### [Assignment]
From the records below, set down exactly the lines starting with the line that contains "use super::*;" and going on through the line that contains "side_gap: MM /". Nothing else is wanted.

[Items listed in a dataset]
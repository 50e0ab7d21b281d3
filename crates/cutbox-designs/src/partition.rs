//! Partition insert
//!
//! Divider strips for a box with `columns` compartments along its length and
//! `rows` across its width. Long strips run along the length and are slotted
//! from the top, cross strips run along the width and are slotted from the
//! bottom, so each pair interlocks at half height.

use crate::cutline::{CutGroup, Cutline};
use crate::design::{ensure, require_non_negative, require_positive, BoxDesign};
use crate::error::{DesignError, DesignResult};
use crate::registry::DesignKind;
use cutbox_core::Point;
use cutbox_settings::Settings;
use serde::{Deserialize, Serialize};
use tracing::debug;

#[derive(Debug, Clone, PartialEq, Serialize, Deserialize)]
pub struct PartitionParameters {
    pub length: i64,
    pub width: i64,
    pub height: i64,
    pub thickness: i64,
    pub rows: u32,
    pub columns: u32,
    pub slot_width: i64,
    pub side_gap: i64,
    pub vertical_separation: i64,
}

impl PartitionParameters {
    pub fn from_settings(settings: &Settings) -> DesignResult<Self> {
        let thickness = settings.measure("thickness")?;
        Ok(Self {
            length: settings.measure("length")?,
            width: settings.measure("width")?,
            height: settings.measure("height")?,
            thickness,
            rows: settings.count("rows")?,
            columns: settings.count("columns")?,
            slot_width: settings.optional_measure("slot_width")?.unwrap_or(thickness),
            side_gap: settings.measure_or_mm("side_gap", 0.5)?,
            vertical_separation: settings.measure_or_mm("vertical_separation", 5.0)?,
        })
    }

    /// Inner size of one compartment along a side of `span` split `count` ways.
    fn compartment(&self, span: i64, count: u32) -> i64 {
        let n = i64::from(count);
        (span - (n - 1) * self.thickness) / n
    }

    pub fn compartment_length(&self) -> i64 {
        self.compartment(self.length, self.columns)
    }

    pub fn compartment_width(&self) -> i64 {
        self.compartment(self.width, self.rows)
    }

    /// Divider centre lines along a side, measured from the inner wall.
    fn divider_centres(&self, span: i64, count: u32) -> Vec<i64> {
        let c = self.compartment(span, count);
        let t = self.thickness;
        (1..i64::from(count))
            .map(|i| i * c + (i - 1) * t + t / 2)
            .collect()
    }

    fn validate(&self) -> DesignResult<()> {
        require_positive(&[
            ("length", self.length),
            ("width", self.width),
            ("height", self.height),
            ("thickness", self.thickness),
            ("slot_width", self.slot_width),
            ("rows", i64::from(self.rows)),
            ("columns", i64::from(self.columns)),
        ])?;
        require_non_negative(&[
            ("side_gap", self.side_gap),
            ("vertical_separation", self.vertical_separation),
        ])?;
        if u64::from(self.rows) * u64::from(self.columns) < 2 {
            return Err(DesignError::Inconsistent(
                "a partition needs at least two compartments".to_string(),
            ));
        }
        for (name, span, count) in [
            ("length", self.length, self.columns),
            ("width", self.width, self.rows),
        ] {
            let c = self.compartment(span, count);
            ensure(
                c > self.slot_width,
                name,
                "compartments are narrower than a slot",
            )?;
            let first_slot = self.thickness / 2 + c - self.slot_width / 2 - self.side_gap;
            ensure(
                first_slot > 0,
                "side_gap",
                "cuts into the first slot",
            )?;
        }
        Ok(())
    }
}

#[derive(Debug, Clone, Copy, PartialEq, Eq)]
enum SlotSide {
    Top,
    Bottom,
}

pub struct PartitionMaker {
    params: PartitionParameters,
    corners: Vec<Point>,
    groups: Vec<CutGroup>,
}

impl PartitionMaker {
    pub fn new(params: PartitionParameters) -> DesignResult<Self> {
        params.validate()?;
        let (corners, groups) = build(&params);
        debug!(
            strips = groups.len(),
            points = corners.len(),
            "built partition"
        );
        Ok(Self {
            params,
            corners,
            groups,
        })
    }
}

impl BoxDesign for PartitionMaker {
    fn kind(&self) -> DesignKind {
        DesignKind::Partition
    }

    fn corners(&self) -> &[Point] {
        &self.corners
    }

    fn cut_groups(&self) -> &[CutGroup] {
        &self.groups
    }

    fn dimensions(&self) -> Vec<(&'static str, i64)> {
        let p = &self.params;
        vec![
            ("inner_length", p.length),
            ("inner_width", p.width),
            ("inner_height", p.height),
            ("compartment_length", p.compartment_length()),
            ("compartment_width", p.compartment_width()),
        ]
    }
}

/// Lattice and one cut group per strip, long strips first.
pub fn build(p: &PartitionParameters) -> (Vec<Point>, Vec<CutGroup>) {
    let mut corners = Vec::new();
    let mut groups = Vec::new();
    let pitch = p.height + p.vertical_separation;

    let long_slots = p.divider_centres(p.length, p.columns);
    let cross_slots = p.divider_centres(p.width, p.rows);
    let long_strips = (1..p.rows).map(|i| (format!("long-{}", i), p.length, &long_slots, SlotSide::Top));
    let cross_strips =
        (1..p.columns).map(|i| (format!("cross-{}", i), p.width, &cross_slots, SlotSide::Bottom));

    for (k, (name, span, slots, side)) in long_strips.chain(cross_strips).enumerate() {
        let top = k as i64 * pitch;
        let points = strip_outline(p, span, slots, side, top);
        let start = corners.len();
        corners.extend(points);
        let mut indices: Vec<usize> = (start..corners.len()).collect();
        indices.push(start);
        groups.push(CutGroup::new(name, vec![Cutline::line(&indices)]));
    }
    (corners, groups)
}

/// Clockwise outline of one strip whose top edge sits at `top`.
fn strip_outline(
    p: &PartitionParameters,
    span: i64,
    centres: &[i64],
    side: SlotSide,
    top: i64,
) -> Vec<Point> {
    let len = span - 2 * p.side_gap;
    let bottom = top + p.height;
    let depth = p.height / 2;
    let slot_edges = |centre: i64| {
        let a = centre - p.side_gap - p.slot_width / 2;
        (a, a + p.slot_width)
    };

    let mut outline = vec![Point::new(0, top)];
    match side {
        SlotSide::Top => {
            for &centre in centres {
                let (a, b) = slot_edges(centre);
                outline.extend([
                    Point::new(a, top),
                    Point::new(a, top + depth),
                    Point::new(b, top + depth),
                    Point::new(b, top),
                ]);
            }
            outline.extend([
                Point::new(len, top),
                Point::new(len, bottom),
                Point::new(0, bottom),
            ]);
        }
        SlotSide::Bottom => {
            outline.extend([Point::new(len, top), Point::new(len, bottom)]);
            for &centre in centres.iter().rev() {
                let (a, b) = slot_edges(centre);
                outline.extend([
                    Point::new(b, bottom),
                    Point::new(b, bottom - depth),
                    Point::new(a, bottom - depth),
                    Point::new(a, bottom),
                ]);
            }
            outline.push(Point::new(0, bottom));
        }
    }
    outline
}

#[cfg(test)]
mod tests {
    use super::*;

    const MM: i64 = 28346;

    fn params(rows: u32, columns: u32) -> PartitionParameters {
        PartitionParameters {
            length: 100 * MM,
            width: 60 * MM,
            height: 30 * MM,
            thickness: 2 * MM,
            rows,
            columns,
            slot_width: 2 * MM,
            side_gap: MM / 2,
            vertical_separation: 5 * MM,
        }
    }

    #[test]
    fn test_strip_counts() {
        let maker = PartitionMaker::new(params(3, 4)).unwrap();
        let names: Vec<&str> = maker.cut_groups().iter().map(|g| g.name.as_str()).collect();
        assert_eq!(
            names,
            vec!["long-1", "long-2", "cross-1", "cross-2", "cross-3"]
        );
    }

    #[test]
    fn test_divider_centres() {
        let p = params(2, 2);
        let c = p.compartment_length();
        assert_eq!(c, 49 * MM);
        assert_eq!(p.divider_centres(p.length, 2), vec![c + MM]);
        assert!(p.divider_centres(p.length, 1).is_empty());
    }

    #[test]
    fn test_slots_meet_at_half_height() {
        let (corners, groups) = build(&params(2, 2));
        let long = &groups[0].cutlines[0].indices();
        let cross = &groups[1].cutlines[0].indices();
        let long_slot_bottom = corners[long[2]].y;
        let cross_top = corners[cross[0]].y;
        let cross_slot_top = corners[cross[4]].y;
        assert_eq!(long_slot_bottom, 15 * MM);
        assert_eq!(cross_slot_top - cross_top, 15 * MM);
    }

    #[test]
    fn test_strips_are_shortened_and_stacked() {
        let p = params(2, 2);
        let (corners, groups) = build(&p);
        let long = groups[0].cutlines[0].indices();
        let right = corners[long[long.len() - 4]];
        assert_eq!(right.x, p.length - 2 * p.side_gap);

        let cross = groups[1].cutlines[0].indices();
        assert_eq!(corners[cross[0]].y, p.height + p.vertical_separation);
    }

    #[test]
    fn test_outlines_close() {
        let (corners, groups) = build(&params(3, 3));
        for group in &groups {
            let idx = group.cutlines[0].indices();
            assert_eq!(corners[idx[0]], corners[idx[idx.len() - 1]]);
        }
    }

    #[test]
    fn test_validation() {
        assert!(matches!(
            PartitionMaker::new(params(1, 1)),
            Err(DesignError::Inconsistent(_))
        ));
        let mut p = params(2, 2);
        p.slot_width = 60 * MM;
        assert!(PartitionMaker::new(p).is_err());
        let mut p = params(2, 2);
        p.height = 0;
        assert!(PartitionMaker::new(p).is_err());
    }
}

### [Answer to the exercise]
    use super::*;

    const MM: i64 = 28346;

    fn params(rows: u32, columns: u32) -> PartitionParameters {
        PartitionParameters {
            length: 100 * MM,
            width: 60 * MM,
            height: 30 * MM,
            thickness: 2 * MM,
            rows,
            columns,
            slot_width: 2 * MM,
            side_gap: MM / 2,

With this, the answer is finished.